> [What the task asks]: Your task is to restate the data word for word.

Saved data entries
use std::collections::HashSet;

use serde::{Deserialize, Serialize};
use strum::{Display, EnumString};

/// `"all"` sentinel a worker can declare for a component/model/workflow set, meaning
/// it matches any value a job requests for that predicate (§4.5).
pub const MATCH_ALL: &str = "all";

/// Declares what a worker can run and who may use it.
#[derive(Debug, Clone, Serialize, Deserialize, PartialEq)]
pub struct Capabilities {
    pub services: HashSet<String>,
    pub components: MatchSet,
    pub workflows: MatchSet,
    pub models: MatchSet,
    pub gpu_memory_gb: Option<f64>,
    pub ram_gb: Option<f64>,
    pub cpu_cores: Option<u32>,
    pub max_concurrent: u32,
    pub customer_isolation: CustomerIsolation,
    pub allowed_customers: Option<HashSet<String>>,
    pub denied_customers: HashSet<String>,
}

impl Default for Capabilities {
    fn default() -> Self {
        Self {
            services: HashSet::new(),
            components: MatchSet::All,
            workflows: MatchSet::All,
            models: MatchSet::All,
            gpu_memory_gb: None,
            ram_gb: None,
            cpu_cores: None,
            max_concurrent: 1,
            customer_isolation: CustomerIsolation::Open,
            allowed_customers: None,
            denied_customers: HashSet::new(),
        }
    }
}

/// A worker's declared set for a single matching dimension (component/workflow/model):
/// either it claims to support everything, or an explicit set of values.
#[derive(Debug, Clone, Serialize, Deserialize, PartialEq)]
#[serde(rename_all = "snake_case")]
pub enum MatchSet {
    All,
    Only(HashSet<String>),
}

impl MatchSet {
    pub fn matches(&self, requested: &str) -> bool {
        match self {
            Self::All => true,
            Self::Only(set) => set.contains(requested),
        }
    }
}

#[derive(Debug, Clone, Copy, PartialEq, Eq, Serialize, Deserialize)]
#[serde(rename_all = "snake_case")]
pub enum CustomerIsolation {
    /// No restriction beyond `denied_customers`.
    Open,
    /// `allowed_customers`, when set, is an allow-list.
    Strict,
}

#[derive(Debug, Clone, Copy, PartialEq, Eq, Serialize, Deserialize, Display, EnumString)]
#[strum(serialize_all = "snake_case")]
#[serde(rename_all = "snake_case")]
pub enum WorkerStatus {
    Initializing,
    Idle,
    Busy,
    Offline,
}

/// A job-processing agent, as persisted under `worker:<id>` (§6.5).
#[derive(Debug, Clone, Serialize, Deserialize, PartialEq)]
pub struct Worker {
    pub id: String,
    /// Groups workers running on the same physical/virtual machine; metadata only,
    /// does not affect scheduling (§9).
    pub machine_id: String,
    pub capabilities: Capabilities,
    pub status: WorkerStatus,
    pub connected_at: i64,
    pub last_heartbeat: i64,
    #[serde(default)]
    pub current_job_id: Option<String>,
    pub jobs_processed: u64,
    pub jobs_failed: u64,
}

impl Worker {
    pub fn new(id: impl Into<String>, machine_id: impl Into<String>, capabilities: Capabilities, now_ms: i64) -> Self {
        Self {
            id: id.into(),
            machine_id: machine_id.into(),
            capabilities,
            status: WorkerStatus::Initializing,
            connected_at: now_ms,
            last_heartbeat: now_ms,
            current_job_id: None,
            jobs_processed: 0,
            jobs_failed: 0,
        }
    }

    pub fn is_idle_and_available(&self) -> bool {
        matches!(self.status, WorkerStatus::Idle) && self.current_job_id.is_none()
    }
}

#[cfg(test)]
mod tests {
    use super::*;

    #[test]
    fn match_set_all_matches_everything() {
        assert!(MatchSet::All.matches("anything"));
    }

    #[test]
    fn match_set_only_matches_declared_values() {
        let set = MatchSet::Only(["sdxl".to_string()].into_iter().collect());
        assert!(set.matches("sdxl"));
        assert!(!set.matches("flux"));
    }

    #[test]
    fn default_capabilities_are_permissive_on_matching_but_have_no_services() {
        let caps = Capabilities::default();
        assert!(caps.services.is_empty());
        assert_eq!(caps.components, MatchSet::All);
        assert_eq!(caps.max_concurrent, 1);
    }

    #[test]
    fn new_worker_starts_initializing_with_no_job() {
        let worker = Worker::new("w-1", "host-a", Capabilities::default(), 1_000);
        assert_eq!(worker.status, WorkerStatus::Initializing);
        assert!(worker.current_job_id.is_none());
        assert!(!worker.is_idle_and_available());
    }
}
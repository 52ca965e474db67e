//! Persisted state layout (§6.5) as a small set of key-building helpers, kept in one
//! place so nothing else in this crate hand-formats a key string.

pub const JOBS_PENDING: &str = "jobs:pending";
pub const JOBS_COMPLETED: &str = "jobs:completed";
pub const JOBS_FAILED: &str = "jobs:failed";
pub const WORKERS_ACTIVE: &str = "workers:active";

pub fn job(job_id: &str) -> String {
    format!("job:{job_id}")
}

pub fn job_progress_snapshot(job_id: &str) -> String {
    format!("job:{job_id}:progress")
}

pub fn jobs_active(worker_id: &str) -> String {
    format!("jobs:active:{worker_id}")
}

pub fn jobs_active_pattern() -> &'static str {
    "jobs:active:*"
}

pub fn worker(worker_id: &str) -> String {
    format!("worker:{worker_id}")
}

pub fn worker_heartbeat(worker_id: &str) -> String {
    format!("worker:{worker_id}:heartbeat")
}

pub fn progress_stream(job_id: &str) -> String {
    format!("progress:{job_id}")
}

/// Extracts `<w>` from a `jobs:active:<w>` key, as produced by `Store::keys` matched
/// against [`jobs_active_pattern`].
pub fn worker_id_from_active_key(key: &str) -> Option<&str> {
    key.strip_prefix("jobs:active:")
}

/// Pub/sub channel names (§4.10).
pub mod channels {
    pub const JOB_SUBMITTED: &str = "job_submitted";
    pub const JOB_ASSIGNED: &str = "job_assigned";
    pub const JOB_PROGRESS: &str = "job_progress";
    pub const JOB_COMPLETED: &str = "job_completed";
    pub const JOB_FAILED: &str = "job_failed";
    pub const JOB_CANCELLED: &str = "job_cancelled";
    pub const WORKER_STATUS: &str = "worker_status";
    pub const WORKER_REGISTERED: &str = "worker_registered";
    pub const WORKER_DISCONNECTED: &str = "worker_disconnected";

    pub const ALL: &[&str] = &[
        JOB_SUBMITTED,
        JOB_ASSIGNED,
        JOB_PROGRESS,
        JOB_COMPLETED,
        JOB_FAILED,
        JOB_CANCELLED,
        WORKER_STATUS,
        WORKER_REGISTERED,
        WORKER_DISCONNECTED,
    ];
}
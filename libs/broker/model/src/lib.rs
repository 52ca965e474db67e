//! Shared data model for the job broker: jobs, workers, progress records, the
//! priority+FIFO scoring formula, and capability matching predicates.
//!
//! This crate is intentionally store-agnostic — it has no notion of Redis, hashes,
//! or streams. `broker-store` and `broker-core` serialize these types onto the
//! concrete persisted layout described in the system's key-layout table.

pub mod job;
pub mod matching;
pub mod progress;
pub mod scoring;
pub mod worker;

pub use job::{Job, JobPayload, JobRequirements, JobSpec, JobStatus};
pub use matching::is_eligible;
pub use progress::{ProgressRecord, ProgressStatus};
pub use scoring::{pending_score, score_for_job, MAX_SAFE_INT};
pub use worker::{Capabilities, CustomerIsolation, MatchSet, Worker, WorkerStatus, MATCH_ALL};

> [Exercise output]:
use std::collections::HashSet;

use serde::{Deserialize, Serialize};
use strum::{Display, EnumString};

/// `"all"` sentinel a worker can declare for a component/model/workflow set, meaning
/// it matches any value a job requests for that predicate (§4.5).
pub const MATCH_ALL: &str = "all";

/// Declares what a worker can run and who may use it.
#[derive(Debug, Clone, Serialize, Deserialize, PartialEq)]
pub struct Capabilities {
    pub services: HashSet<String>,
    pub components: MatchSet,
    pub workflows: MatchSet,
    pub models: MatchSet,
    pub gpu_memory_gb: Option<f64>,
    pub ram_gb: Option<f64>,
    pub cpu_cores: Option<u32>,
    pub max_concurrent: u32,
    pub customer_isolation: CustomerIsolation,
    pub allowed_customers: Option<HashSet<String>>,
    pub denied_customers: HashSet<String>,
}

impl Default for Capabilities {
    fn default() -> Self {
        Self {
            services: HashSet::new(),
            components: MatchSet::All,
            workflows: MatchSet::All,
            models: MatchSet::All,
            gpu_memory_gb: None,
            ram_gb: None,
            cpu_cores: None,
            max_concurrent: 1,
            customer_isolation: CustomerIsolation::Open,
            allowed_customers: None,
            denied_customers: HashSet::new(),
        }
    }
}

/// A worker's declared set for a single matching dimension (component/workflow/model):
/// either it claims to support everything, or an explicit set of values.
#[derive(Debug, Clone, Serialize, Deserialize, PartialEq)]
#[serde(rename_all = "snake_case")]
pub enum MatchSet {
    All,
    Only(HashSet<String>),
}

impl MatchSet {
    pub fn matches(&self, requested: &str) -> bool {
        match self {
            Self::All => true,
            Self::Only(set) => set.contains(requested),
        }
    }
}

#[derive(Debug, Clone, Copy, PartialEq, Eq, Serialize, Deserialize)]
#[serde(rename_all = "snake_case")]
pub enum CustomerIsolation {
    /// No restriction beyond `denied_customers`.
    Open,
    /// `allowed_customers`, when set, is an allow-list.
    Strict,
}

#[derive(Debug, Clone, Copy, PartialEq, Eq, Serialize, Deserialize, Display, EnumString)]
#[strum(serialize_all = "snake_case")]
#[serde(rename_all = "snake_case")]
pub enum WorkerStatus {
    Initializing,
    Idle,
    Busy,
    Offline,
}

/// A job-processing agent, as persisted under `worker:<id>` (§6.5).
#[derive(Debug, Clone, Serialize, Deserialize, PartialEq)]
pub struct Worker {
    pub id: String,
    /// Groups workers running on the same physical/virtual machine; metadata only,
    /// does not affect scheduling (§9).
    pub machine_id: String,
    pub capabilities: Capabilities,
    pub status: WorkerStatus,
    pub connected_at: i64,
    pub last_heartbeat: i64,
    #[serde(default)]
    pub current_job_id: Option<String>,
    pub jobs_processed: u64,
    pub jobs_failed: u64,
}

impl Worker {
    pub fn new(id: impl Into<String>, machine_id: impl Into<String>, capabilities: Capabilities, now_ms: i64) -> Self {
        Self {
            id: id.into(),
            machine_id: machine_id.into(),
            capabilities,
            status: WorkerStatus::Initializing,
            connected_at: now_ms,
            last_heartbeat: now_ms,
            current_job_id: None,
            jobs_processed: 0,
            jobs_failed: 0,
        }
    }

    pub fn is_idle_and_available(&self) -> bool {
        matches!(self.status, WorkerStatus::Idle) && self.current_job_id.is_none()
    }
}

#[cfg(test)]
mod tests {
    use super::*;

    #[test]
    fn match_set_all_matches_everything() {
        assert!(MatchSet::All.matches("anything"));
    }

    #[test]
    fn match_set_only_matches_declared_values() {
        let set = MatchSet::Only(["sdxl".to_string()].into_iter().collect());
        assert!(set.matches("sdxl"));
        assert!(!set.matches("flux"));
    }

    #[test]
    fn default_capabilities_are_permissive_on_matching_but_have_no_services() {
        let caps = Capabilities::default();
        assert!(caps.services.is_empty());
        assert_eq!(caps.components, MatchSet::All);
        assert_eq!(caps.max_concurrent, 1);
    }

    #[test]
    fn new_worker_starts_initializing_with_no_job() {
        let worker = Worker::new("w-1", "host-a", Capabilities::default(), 1_000);
        assert_eq!(worker.status, WorkerStatus::Initializing);
        assert!(worker.current_job_id.is_none());
        assert!(!worker.is_idle_and_available());
    }
}
repository 52ca965e474db67e
//! Persisted state layout (§6.5) as a small set of key-building helpers, kept in one
//! place so nothing else in this crate hand-formats a key string.

pub const JOBS_PENDING: &str = "jobs:pending";
pub const JOBS_COMPLETED: &str = "jobs:completed";
pub const JOBS_FAILED: &str = "jobs:failed";
pub const WORKERS_ACTIVE: &str = "workers:active";

pub fn job(job_id: &str) -> String {
    format!("job:{job_id}")
}

pub fn job_progress_snapshot(job_id: &str) -> String {
    format!("job:{job_id}:progress")
}

pub fn jobs_active(worker_id: &str) -> String {
    format!("jobs:active:{worker_id}")
}

pub fn jobs_active_pattern() -> &'static str {
    "jobs:active:*"
}

pub fn worker(worker_id: &str) -> String {
    format!("worker:{worker_id}")
}

pub fn worker_heartbeat(worker_id: &str) -> String {
    format!("worker:{worker_id}:heartbeat")
}

pub fn progress_stream(job_id: &str) -> String {
    format!("progress:{job_id}")
}

/// Extracts `<w>` from a `jobs:active:<w>` key, as produced by `Store::keys` matched
/// against [`jobs_active_pattern`].
pub fn worker_id_from_active_key(key: &str) -> Option<&str> {
    key.strip_prefix("jobs:active:")
}

/// Pub/sub channel names (§4.10).
pub mod channels {
    pub const JOB_SUBMITTED: &str = "job_submitted";
    pub const JOB_ASSIGNED: &str = "job_assigned";
    pub const JOB_PROGRESS: &str = "job_progress";
    pub const JOB_COMPLETED: &str = "job_completed";
    pub const JOB_FAILED: &str = "job_failed";
    pub const JOB_CANCELLED: &str = "job_cancelled";
    pub const WORKER_STATUS: &str = "worker_status";
    pub const WORKER_REGISTERED: &str = "worker_registered";
    pub const WORKER_DISCONNECTED: &str = "worker_disconnected";

    pub const ALL: &[&str] = &[
        JOB_SUBMITTED,
        JOB_ASSIGNED,
        JOB_PROGRESS,
        JOB_COMPLETED,
        JOB_FAILED,
        JOB_CANCELLED,
        WORKER_STATUS,
        WORKER_REGISTERED,
        WORKER_DISCONNECTED,
    ];
}
filename libs/broker/model/src/lib.rs
repository 52ca965e474db67e
//! Shared data model for the job broker: jobs, workers, progress records, the
//! priority+FIFO scoring formula, and capability matching predicates.
//!
//! This crate is intentionally store-agnostic — it has no notion of Redis, hashes,
//! or streams. `broker-store` and `broker-core` serialize these types onto the
//! concrete persisted layout described in the system's key-layout table.

pub mod job;
pub mod matching;
pub mod progress;
pub mod scoring;
pub mod worker;

pub use job::{Job, JobPayload, JobRequirements, JobSpec, JobStatus};
pub use matching::is_eligible;
pub use progress::{ProgressRecord, ProgressStatus};
pub use scoring::{pending_score, score_for_job, MAX_SAFE_INT};
pub use worker::{Capabilities, CustomerIsolation, MatchSet, Worker, WorkerStatus, MATCH_ALL};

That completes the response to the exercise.